I think you are on the right track, but instead of just buying those knives, I would definitely take the time to speak with Jon (owner of JKI) as he will help to make sure you get what you want/match your needs. I also would recommend a small investment in a couple of stones and a board from the Boardsmith. 
Meanwhile, you can check out some of Jon's sharpening videos here; should be enough to help you get started sharpening your own blades--and don't throw away the old knives as they make for good practice sharpening (though the old ones will actually be harder to sharpen and remove burrs than the new knives). If you prefer to have a dvd then this sites owner Dave offers one that many people enjoy as well and you can find it here.
Both Jon and Dave sell a nice assortment of stones as well.
Cheers!


----------



## Deckhand (Feb 19, 2013)

Meals said:


> For sure going for at least a 240mm, not sure if a 270mm is too much for a first timer. This is what I'm looking at getting one at a time, I like that wa handle, I like the stainless blade, not sure about going the white route.
> 1. http://www.japaneseknifeimports.com.../gesshin-ginga-240mm-stainless-wa-gyuto.html#
> 2. http://www.cutleryandmore.com/tojiro/itk-bread-knife-p124765 (when I get this I am totally making a video as a thanks for showing me this!)
> 3. http://www.japaneseknifeimports.com...e/gesshin-ginga-150mm-stainless-wa-petty.html
> ...



I use an ultimate edge deluxe knife bag for storage. There are elaborate threads on here for stones. Dave or Jon can give you all the advice you need on sharpening. They are both experts. With their help and some magnum sharpies you should be fine. I understand how you feel about metal choices. My go to knife is a stainless gyuto, but opinions and experiences on this vary person to person. As far as gyuto length I am very happy and not even remotely intimidated by my 270mm. When you are using a laser style gyuto it will be a non issue. Just make sure you get a decent sized cutting board. I have the Boardsmith maple magnum, and I am really happy with it. I noticed your sujihiki is a 270mm. I truly believe you should get a 300mm you will be much happier. Hope this helps.


----------



## franzb69 (Feb 19, 2013)

yup excellent knife bag that is, ultimate edge deluxe. i have one myself. =D


----------



## Meals (Feb 19, 2013)

SICK BAG...love it. I was reading more this morning and looks like a lot of people like the 270mm, what about the petty, 120 or 150?


----------



## franzb69 (Feb 19, 2013)

150mm would be the best length for all purpose. 
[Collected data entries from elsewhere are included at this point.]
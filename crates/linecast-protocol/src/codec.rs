//! Codec for encoding and decoding linecast lines.
//!
//! Inbound: one JSON [`Event`] envelope per `\n`-terminated line.
//! Outbound: raw message text followed by a single `\n`.

use bytes::{Buf, BufMut, Bytes, BytesMut};
use thiserror::Error;

use crate::envelope::{Event, EventType};

/// Default maximum inbound line length (64 KiB).
pub const DEFAULT_MAX_LINE_LENGTH: usize = 64 * 1024;

/// Line delimiter.
pub const DELIMITER: u8 = b'\n';

/// Protocol errors that can occur during encoding/decoding.
#[derive(Debug, Error)]
pub enum ProtocolError {
    /// Line exceeds maximum length.
    #[error("Line length {0} exceeds maximum {1}")]
    LineTooLong(usize, usize),

    /// The envelope is not valid JSON or has the wrong structure.
    #[error("Malformed envelope: {0}")]
    Json(#[from] serde_json::Error),

    /// The payload shape does not match the header's type tag.
    #[error("Payload does not match {0} event")]
    PayloadMismatch(EventType),
}

/// Decode a single line (without its delimiter) into an event.
///
/// Surrounding whitespace, including a trailing `\r`, is ignored.
///
/// # Errors
///
/// Returns an error if the line is not a well-formed envelope.
pub fn decode_line(line: &[u8]) -> Result<Event, ProtocolError> {
    let event = serde_json::from_slice(line.trim_ascii())?;
    Ok(event)
}

/// Encode an event as an envelope line, delimiter included.
///
/// # Errors
///
/// Returns an error if serialization fails.
pub fn encode_event(event: &Event) -> Result<Bytes, ProtocolError> {
    let mut buf = BytesMut::new();
    encode_event_into(event, &mut buf)?;
    Ok(buf.freeze())
}

/// Encode an event line into an existing buffer.
///
/// # Errors
///
/// Returns an error if serialization fails.
pub fn encode_event_into(event: &Event, buf: &mut BytesMut) -> Result<(), ProtocolError> {
    let json = serde_json::to_vec(event)?;
    buf.reserve(json.len() + 1);
    buf.extend_from_slice(&json);
    buf.put_u8(DELIMITER);
    Ok(())
}

/// Encode a message for delivery to a subscriber.
#[must_use]
pub fn encode_delivery(message: &str) -> Bytes {
    let mut buf = BytesMut::with_capacity(message.len() + 1);
    buf.extend_from_slice(message.as_bytes());
    buf.put_u8(DELIMITER);
    buf.freeze()
}

/// Strip embedded line breaks so a value fits on one line.
#[must_use]
pub fn sanitize(value: &str) -> String {
    value.replace(['\n', '\r'], "")
}

/// Streaming line decoder.
///
/// Splits a read buffer on `\n` and decodes each line. Blank lines are
/// skipped. A line longer than the configured maximum is reported once and
/// the remainder of it is discarded up to the next delimiter.
#[derive(Debug)]
pub struct LineCodec {
    max_length: usize,
    discarding: bool,
    /// Bytes of the buffer already searched for a delimiter.
    next_index: usize,
}

impl Default for LineCodec {
    fn default() -> Self {
        Self::new(DEFAULT_MAX_LINE_LENGTH)
    }
}

impl LineCodec {
    /// Create a codec with the given maximum line length.
    #[must_use]
    pub fn new(max_length: usize) -> Self {
        Self {
            max_length,
            discarding: false,
            next_index: 0,
        }
    }

    /// Try to decode an event from a buffer, advancing it past consumed lines.
    ///
    /// Returns `Ok(Some(event))` if a complete line was decoded,
    /// `Ok(None)` if more data is needed, or `Err` if the next line is
    /// malformed. The codec stays usable after an error.
    ///
    /// # Errors
    ///
    /// Returns an error if a line is too long or cannot be decoded.
    pub fn decode_from(&mut self, buf: &mut BytesMut) -> Result<Option<Event>, ProtocolError> {
        loop {
            let start = self.next_index.min(buf.len());
            let newline = buf[start..]
                .iter()
                .position(|b| *b == DELIMITER)
                .map(|offset| start + offset);

            if self.discarding {
                self.next_index = 0;
                match newline {
                    Some(pos) => {
                        buf.advance(pos + 1);
                        self.discarding = false;
                        continue;
                    }
                    None => {
                        buf.clear();
                        return Ok(None);
                    }
                }
            }

            let Some(pos) = newline else {
                if buf.len() > self.max_length {
                    let len = buf.len();
                    buf.clear();
                    self.next_index = 0;
                    self.discarding = true;
                    return Err(ProtocolError::LineTooLong(len, self.max_length));
                }
                self.next_index = buf.len();
                return Ok(None);
            };

            self.next_index = 0;
            let line = buf.split_to(pos + 1);
            if pos > self.max_length {
                return Err(ProtocolError::LineTooLong(pos, self.max_length));
            }

            let content = line[..pos].trim_ascii();
            if content.is_empty() {
                continue;
            }

            return decode_line(content).map(Some);
        }
    }
}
270mm slicers are great all arounder, but yes a 300 would do better for larger sized fare. =D


----------



## jared08 (Feb 19, 2013)

Mark will help you out big time too. He has a huge variety of brands and knives and is willing to go the extra step to make sure you are satisfied with your purchase. Customer service if something isnt perfect is second to none as well.. just a suggestion to open up options. ive bought a tojiro itk, shapton stones, and a sujihiki from him. nicest guy in the world and has a forum of experts(like this one) there to help out decisions. just my 2 cents if it matters..


----------



## jared08 (Feb 19, 2013)

i dont know why the link is ** out but it is "chef knives to go"


----------



## ThEoRy (Feb 19, 2013)

Here we go again....


----------



## Deckhand (Feb 19, 2013)

ThEoRy said:


> Here we go again....



Hahahahaha. My thoughts exactly.


----------



## chinacats (Feb 20, 2013)

jared08 said:


> i dont know why the link is ** out but it is "chef knives to go"



NNNOOOOOOOOOOOO!!!!!!!!!!!!!!!!!!!!!!!!!!!!!!!!!!!!!!!!!!!!!!!!!!!!!!!!!!!!!!!!!!!!!!!!!!!!!!

Guess why it's ***** out! 

Cause it ******* sucks!

And his experts ******* suck too!


----------



## mhlee (Feb 20, 2013)

chinacats said:


> NNNOOOOOOOOOOOO!!!!!!!!!!!!!!!!!!!!!!!!!!!!!!!!!!!!!!!!!!!!!!!!!!!!!!!!!!!!!!!!!!!!!!!!!!!!!!
> 
> Guess why it's ***** out!
> 
> ...



:haha4:


----------



## franzb69 (Feb 20, 2013)

:biggrin::hungry:



lol


----------



## brainsausage (Feb 20, 2013)

Sooooo, anyways- the OP was looking for a knife not a re-re-dredging of all too recent ancient history methinks...


----------



## keegan (Feb 20, 2013)

I have the Gesshin Ginga 240mm (mine is white carbon, thou) and love it. The geometry and balance is really excellent, fit and finish are also really impressive. The blade actually measures closer to 230 (measurements on this series includes the tang between the blade and the handle), and it is an excellent size (I'm very comfortable with a 240 or 210, but 270 is too long for me, 180 too short). 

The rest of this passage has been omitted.